Stellar Hydrodynamics, Evolution and Nucleosynthesis

The stellar hydrodynamic group of Prof Raphael Hirschi at Keele University and their international collaborators computed a series of 3D hydrodynamical simulations of stellar convection during carbon burning (see figure 1). These 3D implicit large eddy simulations were computed with the PROMPI code on the COSMA supercomputer in Durham. The simulations were analysed on-the-fly with PROMPI’s built-in mean-field analysis based on the Reynolds-averaged Navier–Stokes framework (RA-ILES, see Arnett et al 2019 and references therein). Both the vertical convective velocities within the convective region and the bulk Richardson number of the boundaries were found to scale with the driving luminosity as expected from turbulence theory: v ∝ L1/3 and RiBL-2/3, respectively. The positions of the convective boundaries were estimated through the composition profiles across them, and the strength of convective boundary mixing was determined by analysing the boundaries within the framework of the entrainment law.

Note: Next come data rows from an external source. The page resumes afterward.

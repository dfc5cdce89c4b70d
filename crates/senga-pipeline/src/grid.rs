//! Grayscale pixel grid: the raster representation every pipeline stage
//! consumes and produces.
//!
//! A [`PixelGrid`] owns a `width x height` grid of `f32` intensities
//! addressed by `(x, y)`. Values are conceptually in `[0, 255]` but the grid
//! itself never clamps; the Sobel stage transiently exceeds 255 by design.
//! Stages never mutate their input -- each one fills a fresh output grid, so
//! no two stages ever share mutable state.
//!
//! Out-of-bounds reads through [`PixelGrid::neighborhood`] are zero-padded,
//! including windows centered on (or beyond) the border.

use image::GrayImage;

use crate::types::PipelineError;

/// Luma weights for RGB-to-grayscale conversion.
const LUMA_R: f32 = 0.298;
const LUMA_G: f32 = 0.586;
const LUMA_B: f32 = 0.114;

/// A `width x height` grid of grayscale intensities.
#[derive(Debug, Clone, PartialEq)]
pub struct PixelGrid {
    width: u32,
    height: u32,
    /// Row-major storage: index `y * width + x`.
    data: Vec<f32>,
}

impl PixelGrid {
    /// Create a zero-filled grid.
    #[must_use]
    pub fn new(width: u32, height: u32) -> Self {
        Self::filled(width, height, 0.0)
    }

    /// Create a grid with every cell set to `value`.
    #[must_use]
    pub fn filled(width: u32, height: u32, value: f32) -> Self {
        Self {
            width,
            height,
            data: vec![value; width as usize * height as usize],
        }
    }

    /// Decode a flat interleaved color buffer into a grayscale grid.
    ///
    /// Every 4 consecutive bytes encode one pixel's R, G, B, A channels in
    /// that order; pixels are scanned row-major (x fastest). Each pixel's
    /// intensity is the luma `0.298*R + 0.586*G + 0.114*B`, rounded to the
    /// nearest integer.
    ///
    /// # Errors
    ///
    /// Returns [`PipelineError::InvalidDimensions`] when `width` or `height`
    /// is zero, or when `buffer.len()` is not `width * height * 4`.
    pub fn from_rgba_buffer(
        buffer: &[u8],
        width: u32,
        height: u32,
    ) -> Result<Self, PipelineError> {
        if width == 0 || height == 0 {
            return Err(PipelineError::InvalidDimensions(format!(
                "width and height must be non-zero, got {width}x{height}"
            )));
        }
        let expected = width as usize * height as usize * 4;
        if buffer.len() != expected {
            return Err(PipelineError::InvalidDimensions(format!(
                "buffer length {} does not match {width}x{height}x4 = {expected}",
                buffer.len()
            )));
        }

        let data = buffer
            .chunks_exact(4)
            .map(|px| {
                let (r, g, b) = (f32::from(px[0]), f32::from(px[1]), f32::from(px[2]));
                (LUMA_R * r + LUMA_G * g + LUMA_B * b).round()
            })
            .collect();

        Ok(Self {
            width,
            height,
            data,
        })
    }

    /// Convert a `GrayImage` into a grid, one intensity per pixel.
    #[must_use]
    pub fn from_gray_image(image: &GrayImage) -> Self {
        let (width, height) = image.dimensions();
        Self {
            width,
            height,
            data: image.as_raw().iter().map(|&v| f32::from(v)).collect(),
        }
    }

    /// Width in pixels.
    #[must_use]
    pub const fn width(&self) -> u32 {
        self.width
    }

    /// Height in pixels.
    #[must_use]
    pub const fn height(&self) -> u32 {
        self.height
    }

    const fn index(&self, x: u32, y: u32) -> usize {
        y as usize * self.width as usize + x as usize
    }

    /// Intensity at `(x, y)`.
    ///
    /// # Panics
    ///
    /// Panics when `(x, y)` lies outside the grid.
    #[must_use]
    pub fn get(&self, x: u32, y: u32) -> f32 {
        self.data[self.index(x, y)]
    }

    /// Set the intensity at `(x, y)`.
    ///
    /// # Panics
    ///
    /// Panics when `(x, y)` lies outside the grid.
    pub fn set(&mut self, x: u32, y: u32, value: f32) {
        let i = self.index(x, y);
        self.data[i] = value;
    }

    /// Set every cell to `value`.
    pub fn fill(&mut self, value: f32) {
        self.data.fill(value);
    }

    /// The zero-padded `size x size` window centered on `(x, y)`.
    ///
    /// `size` must be odd; the filters validate it before any window is
    /// taken. Positions mapping outside the grid read as 0, including when
    /// the center itself sits on or beyond a border.
    #[must_use]
    pub fn neighborhood(&self, x: u32, y: u32, size: u32) -> Neighborhood {
        let mut window = Neighborhood::zeroed(size);
        window.fill_from(self, x, y);
        window
    }

    /// Visit every cell with its value and zero-padded `size x size` window.
    ///
    /// Iterates x outer, y inner, both ascending from 0. The grid itself is
    /// not mutated; callbacks write into their own output grid. The window
    /// is a reused scratch buffer, refilled per pixel.
    pub fn for_each_pixel<F>(&self, size: u32, mut f: F)
    where
        F: FnMut(u32, u32, f32, &Neighborhood),
    {
        let mut window = Neighborhood::zeroed(size);
        for x in 0..self.width {
            for y in 0..self.height {
                window.fill_from(self, x, y);
                f(x, y, self.get(x, y), &window);
            }
        }
    }

    /// Produce a flat interleaved color buffer in the same 4-channel layout
    /// as [`from_rgba_buffer`](Self::from_rgba_buffer) input.
    ///
    /// The grayscale value is clamped to `[0, 255]`, rounded, and replicated
    /// into R, G, B with a constant 255 alpha. Iterates y outer, x inner --
    /// the row-major layout display surfaces expect, which differs from the
    /// x-outer order of [`for_each_pixel`](Self::for_each_pixel).
    #[must_use]
    #[allow(clippy::cast_possible_truncation, clippy::cast_sign_loss)]
    pub fn to_rgba_buffer(&self) -> Vec<u8> {
        let mut buffer = Vec::with_capacity(self.data.len() * 4);
        for y in 0..self.height {
            for x in 0..self.width {
                let v = self.get(x, y).clamp(0.0, 255.0).round() as u8;
                buffer.extend_from_slice(&[v, v, v, 255]);
            }
        }
        buffer
    }

    /// Convert the grid into a `GrayImage`, clamping each intensity to the
    /// `u8` range.
    #[must_use]
    #[allow(clippy::cast_possible_truncation, clippy::cast_sign_loss)]
    pub fn to_gray_image(&self) -> GrayImage {
        GrayImage::from_fn(self.width, self.height, |x, y| {
            image::Luma([self.get(x, y).clamp(0.0, 255.0).round() as u8])
        })
    }
}

/// A zero-padded square window of grid intensities.
///
/// `get(i, j)` addresses the window with `i` indexing the x offset and `j`
/// the y offset, both in `[0, size)`; the center cell is
/// `get((size-1)/2, (size-1)/2)`.
#[derive(Debug, Clone)]
pub struct Neighborhood {
    size: u32,
    /// Column-major within the window: index `i * size + j`.
    values: Vec<f32>,
}

impl Neighborhood {
    fn zeroed(size: u32) -> Self {
        Self {
            size,
            values: vec![0.0; size as usize * size as usize],
        }
    }

    /// Refill from the window centered on `(x, y)`, zero-padding positions
    /// that map outside the grid.
    fn fill_from(&mut self, grid: &PixelGrid, x: u32, y: u32) {
        let half = i64::from(self.size / 2);
        for i in 0..self.size {
            for j in 0..self.size {
                let tx = i64::from(x) - half + i64::from(i);
                let ty = i64::from(y) - half + i64::from(j);
                let in_bounds = tx >= 0
                    && ty >= 0
                    && tx < i64::from(grid.width)
                    && ty < i64::from(grid.height);
                #[allow(clippy::cast_possible_truncation, clippy::cast_sign_loss)]
                let value = if in_bounds {
                    grid.get(tx as u32, ty as u32)
                } else {
                    0.0
                };
                self.values[(i * self.size + j) as usize] = value;
            }
        }
    }

    /// Window side length.
    #[must_use]
    pub const fn size(&self) -> u32 {
        self.size
    }

    /// Value at window position `(i, j)`: `i` indexes the x offset, `j` the
    /// y offset.
    ///
    /// # Panics
    ///
    /// Panics when `i` or `j` is not below the window size.
    #[must_use]
    pub fn get(&self, i: u32, j: u32) -> f32 {
        self.values[(i * self.size + j) as usize]
    }
}

#[cfg(test)]
#[allow(clippy::unwrap_used, clippy::float_cmp)]
mod tests {
    use super::*;

    #[test]
    fn new_grid_is_zero_filled() {
        let grid = PixelGrid::new(3, 2);
        assert_eq!(grid.width(), 3);
        assert_eq!(grid.height(), 2);
        for x in 0..3 {
            for y in 0..2 {
                assert_eq!(grid.get(x, y), 0.0);
            }
        }
    }

    #[test]
    fn filled_grid_holds_value() {
        let grid = PixelGrid::filled(2, 2, 42.0);
        assert_eq!(grid.get(1, 1), 42.0);
    }

    #[test]
    fn empty_grid_iterates_nothing() {
        let grid = PixelGrid::new(0, 0);
        let mut visits = 0;
        grid.for_each_pixel(3, |_, _, _, _| visits += 1);
        assert_eq!(visits, 0);
        assert!(grid.to_rgba_buffer().is_empty());
    }

    #[test]
    fn from_rgba_buffer_computes_luma() {
        // One red, one green, one blue pixel on a single row.
        let buffer = [
            255, 0, 0, 255, //
            0, 255, 0, 255, //
            0, 0, 255, 255,
        ];
        let grid = PixelGrid::from_rgba_buffer(&buffer, 3, 1).unwrap();
        assert_eq!(grid.get(0, 0), (0.298f32 * 255.0).round()); // 76
        assert_eq!(grid.get(1, 0), (0.586f32 * 255.0).round()); // 149
        assert_eq!(grid.get(2, 0), (0.114f32 * 255.0).round()); // 29
    }

    #[test]
    fn from_rgba_buffer_scans_row_major() {
        // 2x2 with distinct gray levels; pixel order in the buffer is
        // (0,0), (1,0), (0,1), (1,1).
        let grays = [10u8, 20, 30, 40];
        let mut buffer = Vec::new();
        for g in grays {
            buffer.extend_from_slice(&[g, g, g, 255]);
        }
        let grid = PixelGrid::from_rgba_buffer(&buffer, 2, 2).unwrap();
        assert_eq!(grid.get(0, 0), 10.0);
        assert_eq!(grid.get(1, 0), 20.0);
        assert_eq!(grid.get(0, 1), 30.0);
        assert_eq!(grid.get(1, 1), 40.0);
    }

    #[test]
    fn from_rgba_buffer_rejects_zero_dimensions() {
        let result = PixelGrid::from_rgba_buffer(&[], 0, 5);
        assert!(matches!(result, Err(PipelineError::InvalidDimensions(_))));
    }

    #[test]
    fn from_rgba_buffer_rejects_length_mismatch() {
        let buffer = vec![0u8; 4 * 3]; // 3 pixels
        let result = PixelGrid::from_rgba_buffer(&buffer, 2, 2);
        assert!(matches!(result, Err(PipelineError::InvalidDimensions(_))));
    }

    #[test]
    fn neighborhood_at_corner_is_zero_padded() {
        let mut grid = PixelGrid::new(4, 4);
        grid.set(0, 0, 7.0);
        grid.set(1, 0, 8.0);
        grid.set(0, 1, 9.0);

        let n = grid.neighborhood(0, 0, 3);
        // Center maps to (0, 0).
        assert_eq!(n.get(1, 1), 7.0);
        // In-bounds neighbors.
        assert_eq!(n.get(2, 1), 8.0);
        assert_eq!(n.get(1, 2), 9.0);
        // Everything mapping outside the grid reads 0.
        assert_eq!(n.get(0, 0), 0.0);
        assert_eq!(n.get(0, 1), 0.0);
        assert_eq!(n.get(0, 2), 0.0);
        assert_eq!(n.get(1, 0), 0.0);
        assert_eq!(n.get(2, 0), 0.0);
    }

    #[test]
    fn neighborhood_centered_beyond_boundary_is_all_zero() {
        // A window whose center lies past the grid edge reads pure padding.
        let grid = PixelGrid::filled(2, 2, 5.0);
        let n = grid.neighborhood(4, 4, 3);
        for i in 0..3 {
            for j in 0..3 {
                assert_eq!(n.get(i, j), 0.0);
            }
        }
    }

    #[test]
    fn for_each_pixel_visits_x_outer_y_inner() {
        let grid = PixelGrid::new(2, 3);
        let mut order = Vec::new();
        grid.for_each_pixel(1, |x, y, _, _| order.push((x, y)));
        assert_eq!(
            order,
            vec![(0, 0), (0, 1), (0, 2), (1, 0), (1, 1), (1, 2)],
        );
    }

    #[test]
    fn for_each_pixel_passes_matching_window() {
        let mut grid = PixelGrid::new(3, 3);
        grid.set(1, 1, 50.0);
        grid.for_each_pixel(3, |x, y, value, n| {
            assert_eq!(value, grid.get(x, y));
            assert_eq!(n.get(1, 1), value);
        });
    }

    #[test]
    fn clone_is_independent() {
        let mut grid = PixelGrid::filled(2, 2, 1.0);
        let copy = grid.clone();
        grid.set(0, 0, 99.0);
        assert_eq!(copy.get(0, 0), 1.0);
        assert_eq!(grid.get(0, 0), 99.0);
    }

    #[test]
    fn fill_overwrites_every_cell() {
        let mut grid = PixelGrid::filled(2, 2, 3.0);
        grid.fill(8.0);
        for x in 0..2 {
            for y in 0..2 {
                assert_eq!(grid.get(x, y), 8.0);
            }
        }
    }

    #[test]
    fn to_rgba_buffer_is_row_major_with_opaque_alpha() {
        let mut grid = PixelGrid::new(2, 2);
        grid.set(0, 0, 10.0);
        grid.set(1, 0, 20.0);
        grid.set(0, 1, 30.0);
        grid.set(1, 1, 40.0);
        assert_eq!(
            grid.to_rgba_buffer(),
            vec![
                10, 10, 10, 255, //
                20, 20, 20, 255, //
                30, 30, 30, 255, //
                40, 40, 40, 255,
            ],
        );
    }

    #[test]
    fn to_rgba_buffer_clamps_out_of_range_values() {
        let mut grid = PixelGrid::new(2, 1);
        grid.set(0, 0, 300.0); // Sobel output can exceed 255
        grid.set(1, 0, -5.0);
        let buffer = grid.to_rgba_buffer();
        assert_eq!(&buffer[0..4], &[255, 255, 255, 255]);
        assert_eq!(&buffer[4..8], &[0, 0, 0, 255]);
    }

    #[test]
    fn gray_image_round_trip() {
        let image = GrayImage::from_fn(3, 2, |x, y| image::Luma([(x + y * 3) as u8 * 10]));
        let grid = PixelGrid::from_gray_image(&image);
        assert_eq!(grid.get(2, 1), 50.0);
        assert_eq!(grid.to_gray_image(), image);
    }
}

The entrainment was found to be approximately inversely proportional to the bulk Richardson number, RiB (∝ RiB-a, with a ~0.75). Although the entrainment law does not encompass all the processes occurring at boundaries, the results support the use of the entrainment law to describe convective boundary mixing in 1D models and new 1D models including entrainment show promising results. These large-scale simulations also inform the team’s ongoing theoretical efforts to overcome the shortcomings of the widely used but outdated mixing-length theory (Arnett et al 2019).

Figure 1. From left to right: simulations of a convective carbon burning shell (box-in-a-star set-up) with increasing energy generation rate boosting (eps boosting factor from 1000 to 33,000). The increase in the energy generation rate leads to stronger turbulence and faster growth of the convective region (fig. 6 in Cristini et al 2019).